So instead, let us just denote by $\psi$ an element of your (complex) Hilbert space $H$. We can define the dual of $H$ as $H^*:=\text{Hom}(H,\mathbb{C})$, which is mathematician-speak for “the space of linear transformations $f:H\to\mathbb{C}$.” One can show, under certain technical assumptions physicists don’t worry about, that $H$ and $H^*$ are isomorphic as complex Hilbert spaces. (As pointed out by yuggib, this fails to be true when the Hilbert space is infinite-dimensional.) However, just as you noted, this isomorphism isn’t unique.

There is a particularly nice choice of isomorphism, though. Recall that Hilbert spaces are equipped with a complete Hermitian inner-product, which we will denote $\langle\cdot,\cdot\rangle$. That is, given two vectors $\psi$ and $\varphi$, then $\langle\psi,\varphi\rangle$ is their inner-product (this is already very similar to bra-ket notation). It turns out that the inner-product gives us a natural isomorphism between $H$ and $H^*$. We associate to every $\psi\in H$ a corresponding $\psi^*\in H^*$ which acts on $H$ as

$$\psi^*(\varphi)=\langle\psi,\varphi\rangle$$

for all $\varphi$ in $H$. This uniquely defines the desired isomorphism.

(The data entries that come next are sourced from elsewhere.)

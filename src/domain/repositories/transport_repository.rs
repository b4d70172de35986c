//! Repository trait for transport groups and their allocations.

use crate::domain::entities::{GroupStatus, TransportAllocation, TransportGroup, TransportGroupPatch};
use crate::domain::planning::PlannedGroup;
use crate::error::AppError;
use async_trait::async_trait;

/// Result of writing one generated group.
#[derive(Debug, Clone)]
pub struct SavedGroup {
    pub group: TransportGroup,
    /// `true` if the group was inserted, `false` if an existing one was updated.
    pub created: bool,
    pub allocations: usize,
}

/// Result of removing stale generated data for an event.
#[derive(Debug, Clone, Copy, Default, PartialEq, Eq)]
pub struct PruneOutcome {
    pub allocations_removed: u64,
    pub groups_removed: u64,
}

/// Repository interface for transport groups.
///
/// # Implementations
///
/// - [`crate::infrastructure::persistence::PgTransportRepository`] - PostgreSQL implementation
/// - Test mocks available with `cfg(test)`
///
/// # Examples
///
/// See integration tests: `tests/repository_transport.rs`
#[cfg_attr(test, mockall::automock)]
#[async_trait]
pub trait TransportRepository: Send + Sync {
    /// Writes a generated group and its allocations in one transaction.
    ///
    /// The group is upserted by its generation key. Existing status is never
    /// changed. After the call the group's allocations are exactly the planned
    /// guests, and none of those guests keeps an allocation in another
    /// generated group of the same event. Any failure rolls the whole group back.
    ///
    /// # Errors
    ///
    /// Returns [`AppError::Validation`] if a referenced guest does not exist.
    /// Returns [`AppError::Internal`] on database errors.
    async fn save_generated_group(&self, planned: PlannedGroup) -> Result<SavedGroup, AppError>;

    /// Cleans generated draft groups of an event after a generation run.
    ///
    /// Removes allocations of guests not in `keep_guest_ids` from the event's
    /// generated draft groups, then deletes generated draft groups left empty.
    /// Groups an operator moved past draft are not touched.
    ///
    /// # Errors
    ///
    /// Returns [`AppError::Internal`] on database errors.
    async fn prune_generated(
        &self,
        event_id: i64,
        keep_guest_ids: Vec<i64>,
    ) -> Result<PruneOutcome, AppError>;

    /// Lists an event's groups ordered by pickup date, slot and location.
    ///
    /// # Errors
    ///
    /// Returns [`AppError::Internal`] on database errors.
    async fn list_by_event(&self, event_id: i64) -> Result<Vec<TransportGroup>, AppError>;

    /// Finds a group by ID.
    ///
    /// # Errors
    ///
    /// Returns [`AppError::Internal`] on database errors.
    async fn find_by_id(&self, id: i64) -> Result<Option<TransportGroup>, AppError>;

    /// Lists the allocations of a group in guest order.
    ///
    /// # Errors
    ///
    /// Returns [`AppError::Internal`] on database errors.
    async fn list_allocations(&self, group_id: i64) -> Result<Vec<TransportAllocation>, AppError>;

    /// Applies an operator edit.
    ///
    /// Returns `Ok(None)` if the group does not exist.
    ///
    /// # Errors
    ///
    /// Returns [`AppError::Internal`] on database errors.
    async fn update(
        &self,
        id: i64,
        patch: TransportGroupPatch,
    ) -> Result<Option<TransportGroup>, AppError>;

    /// Deletes a group; allocations cascade.
    ///
    /// Returns `Ok(false)` if the group did not exist.
    ///
    /// # Errors
    ///
    /// Returns [`AppError::Internal`] on database errors.
    async fn delete(&self, id: i64) -> Result<bool, AppError>;

    /// Deletes all of an event's groups in `status`, returning how many went.
    ///
    /// # Errors
    ///
    /// Returns [`AppError::Internal`] on database errors.
    async fn delete_by_status(&self, event_id: i64, status: GroupStatus) -> Result<u64, AppError>;
}
//! API route configuration.
//!
//! All API endpoints require Bearer token authentication via
//! [`crate::api::middleware::auth`].

use crate::api::handlers::{
    create_event_handler, create_guest_handler, delete_draft_groups_handler,
    delete_group_handler, generate_transport_handler, get_event_handler, get_group_handler,
    get_travel_handler, import_travel_handler, list_event_travel_handler, list_events_handler,
    list_groups_handler, list_guests_handler, put_travel_handler, update_event_handler,
    update_group_handler,
};
use crate::state::AppState;
use axum::{
    Router,
    routing::{get, post, put},
};

/// All API routes, protected by Bearer token authentication.
///
/// # Endpoints
///
/// - `GET    /events`                                    - List events
/// - `POST   /events`                                    - Create an event
/// - `GET    /events/{id}`                               - Get an event
/// - `PATCH  /events/{id}`                               - Update an event
/// - `GET    /events/{id}/guests`                        - List guests (paginated)
/// - `POST   /events/{id}/guests`                        - Add a guest
/// - `GET    /events/{id}/travel`                        - List guests' travel records
/// - `POST   /events/{id}/travel/import`                 - Import travel records from CSV
/// - `POST   /events/{id}/generate-transport-from-flights` - Generate shuttle groups
/// - `GET    /events/{id}/transport-groups`              - List transport groups
/// - `DELETE /events/{id}/transport-groups`              - Delete draft groups
/// - `GET    /guests/{id}/travel`                        - Get a guest's travel record
/// - `PUT    /guests/{id}/travel`                        - Create or replace a travel record
/// - `GET    /transport-groups/{id}`                     - Group with allocations
/// - `PATCH  /transport-groups/{id}`                     - Edit a group
/// - `DELETE /transport-groups/{id}`                     - Delete a group
pub fn protected_routes() -> Router<AppState> {
    Router::new()
        .route(
            "/events",
            get(list_events_handler).post(create_event_handler),
        )
        .route(
            "/events/{id}",
            get(get_event_handler).patch(update_event_handler),
        )
        .route(
            "/events/{id}/guests",
            get(list_guests_handler).post(create_guest_handler),
        )
        .route("/events/{id}/travel", get(list_event_travel_handler))
        .route("/events/{id}/travel/import", post(import_travel_handler))
        .route(
            "/events/{id}/generate-transport-from-flights",
            post(generate_transport_handler),
        )
        .route(
            "/events/{id}/transport-groups",
            get(list_groups_handler).delete(delete_draft_groups_handler),
        )
        .route(
            "/guests/{id}/travel",
            put(put_travel_handler).get(get_travel_handler),
        )
        .route(
            "/transport-groups/{id}",
            get(get_group_handler)
                .patch(update_group_handler)
                .delete(delete_group_handler),
        )
}
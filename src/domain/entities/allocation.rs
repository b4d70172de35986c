//! Transport allocation entity.

use chrono::{DateTime, Utc};

/// Status given to allocations created by the generator.
pub const PENDING_ALLOCATION: &str = "pending";

/// Association of one guest to one transport group.
#[derive(Debug, Clone)]
pub struct TransportAllocation {
    pub id: i64,
    pub transport_group_id: i64,
    pub guest_id: i64,
    pub status: String,
    pub includes_plus_one: bool,
    pub includes_children: bool,
    pub children_count: i32,
    pub created_at: DateTime<Utc>,
}

/// Input data for creating an allocation.
#[derive(Debug, Clone, PartialEq)]
pub struct NewAllocation {
    pub guest_id: i64,
    pub status: String,
    pub includes_plus_one: bool,
    pub includes_children: bool,
    pub children_count: i32,
}

impl NewAllocation {
    /// Allocation as written by flight-driven generation.
    ///
    /// Companion flags are not derived from the guest's entitlements.
    pub fn pending(guest_id: i64) -> Self {
        Self {
            guest_id,
            status: PENDING_ALLOCATION.to_string(),
            includes_plus_one: false,
            includes_children: false,
            children_count: 0,
        }
    }
}
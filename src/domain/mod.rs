//! Domain layer containing business entities and logic.
//!
//! Independent of infrastructure and presentation concerns.
//!
//! # Architecture
//!
//! - [`entities`] - Core business data structures
//! - [`planning`] - Pure transport planning: buffer, time-slot buckets, vehicle policy
//! - [`repositories`] - Data access trait definitions
//!
//! # Generation Flow
//!
//! 1. [`repositories::TravelRepository::find_flight_arrivals`] reads eligible arrivals
//! 2. [`planning::plan_generation`] buckets them and sizes vehicles
//! 3. [`repositories::TransportRepository::save_generated_group`] writes each bucket

pub mod entities;
pub mod planning;
pub mod repositories;
//! Core domain entities.
//!
//! Entities are plain data structures; persistence rows are mapped into them
//! by the infrastructure layer.
//!
//! # Entity Types
//!
//! - [`WeddingEvent`] - An event with its transport settings
//! - [`Guest`] - An invited person
//! - [`TravelInfo`] / [`GuestTravelRecord`] - Arrival details of a guest
//! - [`TransportGroup`] - A shuttle pickup unit with vehicles
//! - [`TransportAllocation`] - A guest seated in a transport group
//! - [`ApiToken`] - Credential for the API
//!
//! Creation inputs use separate `New*` structs and partial updates use `*Patch`.

pub mod allocation;
pub mod api_token;
pub mod event;
pub mod guest;
pub mod transport_group;
pub mod travel;

pub use allocation::{NewAllocation, TransportAllocation};
pub use api_token::ApiToken;
pub use event::{EventPatch, NewEvent, WeddingEvent};
pub use guest::{Guest, NewGuest};
pub use transport_group::{
    GroupStatus, NewTransportGroup, SHUTTLE_MODE, TransportGroup, TransportGroupPatch, VehicleType,
};
pub use travel::{
    FLIGHT_NUMBER_REGEX, FlightStatus, GuestTravelRecord, NewTravelInfo, TransportMode, TravelInfo,
    UnknownVariant, parse_arrival_time,
};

This is already built into bra-let notation, where we would denote $\psi$ as $|\psi\rangle$ and $\psi^*$ as $\langle\psi|$. In this notation, the definition of $\langle\psi|$ is that it acts as

$$\langle\psi|(|\varphi\rangle)=\langle\psi,\varphi\rangle,$$

which we might as well write as $\langle\psi|\varphi\rangle$. The fact that the inner-product-respecting ismomorphism is naturally built in is really where the power of bra-ket notation comes from, but is a detail that is really often skipped over in undergraduate courses, opting for the “complex conjugate transpose”, basis-dependent definition.

In the words of Fredric Schuller:

A gentleman only chooses a basis when he must.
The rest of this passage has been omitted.